Young people online have recently started to use a suffix ~녀/~남 right after a noun to indicate an ordinary female or male who has an attention from the public in a positive or negative way. Usually the noun is to describe what s/he has done. So XX녀 or YY남 is the combination of what s/he has done and ~녀/~남. And ~녀 has been generated more than ~남. Here are famous ones such as 딸기녀, 개똥녀, 월드컵 응원녀, 엘프녀, 개념녀, and so on. The reason ~녀 is used is that people don’t know her real name, so just make XX녀 to easily indicate her. Let’s narrow the discussion down to the 똥습녀. There was a woman in the recent past. I don’t remember the exact date. She showed her hips openly in the street by wearing bizarre and transparent pants people could look at her hips unintentionally. She enjoyed the attention while people (mainly males) ware shocked by her wearing that in public. If you click the link, you know what I mean. http://imgnews.naver.com/image/020/2011/10/24/41348365.2.jpg


----------



## slowlikemolasses

Thanks. So then, what does 똥습 mean?


----------



## Kross

slowlikemolasses said:


> Thanks. So then, what does 똥습 mean?


A dictionary explains that 똥습녀 was coined to indicate a woman supporting the team S.Korea in the 2006 World Cup.

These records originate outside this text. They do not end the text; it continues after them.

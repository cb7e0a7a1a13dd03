//! JSON bodies exchanged with the settlement service.
//!
//! Field names and result codes follow the backend's Spanish API:
//!
//! ```text
//! POST /api/blackjack/jugar        {"userId": 7, "resultado": "ganado", "apuesta": 25.0}
//!                               -> {"fondos": 1025.0}
//! GET  /api/usuarios/{id}/fondos -> {"fondos": 1000.0}
//! ```

use serde::{Deserialize, Serialize};
use std::fmt;

use crate::engine::Outcome;

/// Identifier of a user on the settlement service.
///
/// The backend hands out numeric ids, but string ids are accepted so the
/// client does not need to know how accounts are keyed.
#[derive(Debug, Clone, PartialEq, Eq, Hash, Serialize, Deserialize)]
#[serde(untagged)]
pub enum UserId {
    Number(u64),
    Text(String),
}

impl UserId {
    /// Parse an id, preferring the numeric form.
    pub fn parse(s: &str) -> Self {
        match s.trim().parse::<u64>() {
            Ok(n) => UserId::Number(n),
            Err(_) => UserId::Text(s.trim().to_string()),
        }
    }
}

impl fmt::Display for UserId {
    fn fmt(&self, f: &mut fmt::Formatter<'_>) -> fmt::Result {
        match self {
            UserId::Number(n) => write!(f, "{}", n),
            UserId::Text(s) => write!(f, "{}", s),
        }
    }
}

impl From<u64> for UserId {
    fn from(n: u64) -> Self {
        UserId::Number(n)
    }
}

/// Round result as the service spells it.
#[derive(Debug, Clone, Copy, PartialEq, Eq, Hash, Serialize, Deserialize)]
pub enum ResultCode {
    #[serde(rename = "ganado")]
    Won,
    #[serde(rename = "perdido")]
    Lost,
    #[serde(rename = "empate")]
    Tied,
}

impl From<Outcome> for ResultCode {
    fn from(outcome: Outcome) -> Self {
        match outcome {
            Outcome::Won => ResultCode::Won,
            Outcome::Lost => ResultCode::Lost,
            Outcome::Tied => ResultCode::Tied,
        }
    }
}

impl From<ResultCode> for Outcome {
    fn from(code: ResultCode) -> Self {
        match code {
            ResultCode::Won => Outcome::Won,
            ResultCode::Lost => Outcome::Lost,
            ResultCode::Tied => Outcome::Tied,
        }
    }
}

/// Report of one resolved round.
#[derive(Debug, Clone, PartialEq, Serialize, Deserialize)]
pub struct SettlementRequest {
    #[serde(rename = "userId")]
    pub user_id: UserId,
    #[serde(rename = "resultado")]
    pub result: ResultCode,
    #[serde(rename = "apuesta")]
    pub wager: f64,
}

impl SettlementRequest {
    /// Build a request for a resolved round.
    pub fn new(user_id: UserId, outcome: Outcome, wager: f64) -> Self {
        Self {
            user_id,
            result: outcome.into(),
            wager,
        }
    }
}

/// The user's balance after the service applied a request, or on query.
#[derive(Debug, Clone, Copy, PartialEq, Serialize, Deserialize)]
pub struct FundsResponse {
    #[serde(rename = "fondos")]
    pub balance: f64,
}

/// Error body some endpoints return alongside a failure status.
#[derive(Debug, Clone, Default, Deserialize)]
pub struct ErrorBody {
    #[serde(default)]
    pub message: Option<String>,
}

#[cfg(test)]
mod tests {
    use super::*;
    use serde_json::json;

    #[test]
    fn test_request_wire_shape() {
        let request = SettlementRequest::new(UserId::Number(7), Outcome::Won, 25.5);
        let value = serde_json::to_value(&request).unwrap();
        assert_eq!(
            value,
            json!({"userId": 7, "resultado": "ganado", "apuesta": 25.5})
        );

        let lost = SettlementRequest::new(UserId::Text("ana".into()), Outcome::Lost, 1.0);
        let value = serde_json::to_value(&lost).unwrap();
        assert_eq!(value["userId"], "ana");
        assert_eq!(value["resultado"], "perdido");

        let tied = SettlementRequest::new(UserId::Number(1), Outcome::Tied, 3.0);
        assert_eq!(serde_json::to_value(&tied).unwrap()["resultado"], "empate");
    }

    #[test]
    fn test_funds_response_parses() {
        let funds: FundsResponse = serde_json::from_str(r#"{"fondos": 975.25}"#).unwrap();
        assert_eq!(funds.balance, 975.25);

        // Extra fields from the backend are ignored
        let funds: FundsResponse =
            serde_json::from_str(r#"{"fondos": 10, "message": "ok"}"#).unwrap();
        assert_eq!(funds.balance, 10.0);
    }

    #[test]
    fn test_error_body_optional_message() {
        let body: ErrorBody = serde_json::from_str(r#"{"message": "Fondos insuficientes"}"#).unwrap();
        assert_eq!(body.message.as_deref(), Some("Fondos insuficientes"));

        let body: ErrorBody = serde_json::from_str("{}").unwrap();
        assert!(body.message.is_none());
    }

    #[test]
    fn test_user_id_parse() {
        assert_eq!(UserId::parse("42"), UserId::Number(42));
        assert_eq!(UserId::parse(" 42 "), UserId::Number(42));
        assert_eq!(UserId::parse("abc-1"), UserId::Text("abc-1".to_string()));
        assert_eq!(UserId::parse("abc-1").to_string(), "abc-1");
    }

    #[test]
    fn test_result_code_round_trip_through_outcome() {
        for outcome in [Outcome::Won, Outcome::Lost, Outcome::Tied] {
            assert_eq!(Outcome::from(ResultCode::from(outcome)), outcome);
        }
    }
}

I guess the date here is correct. I remember she suddenly appeared on the media around when the W.C games took place. 똥 in 똥습 means 항문 ’asshole’ and 습 means 습하다 ‘to get wet and humid’. So altogether 똥습 implies that her asshole gets wet. When you look at the picture I has uploaded here above, the hip part of her pants is transparent and airtight due to characteristics of the material, vinyl or 비닐 in Korean. People assumed that her lower body, especially her asshole, got wet easily. Given this speculation, people started to call her 똥습녀 as a nickname.


----------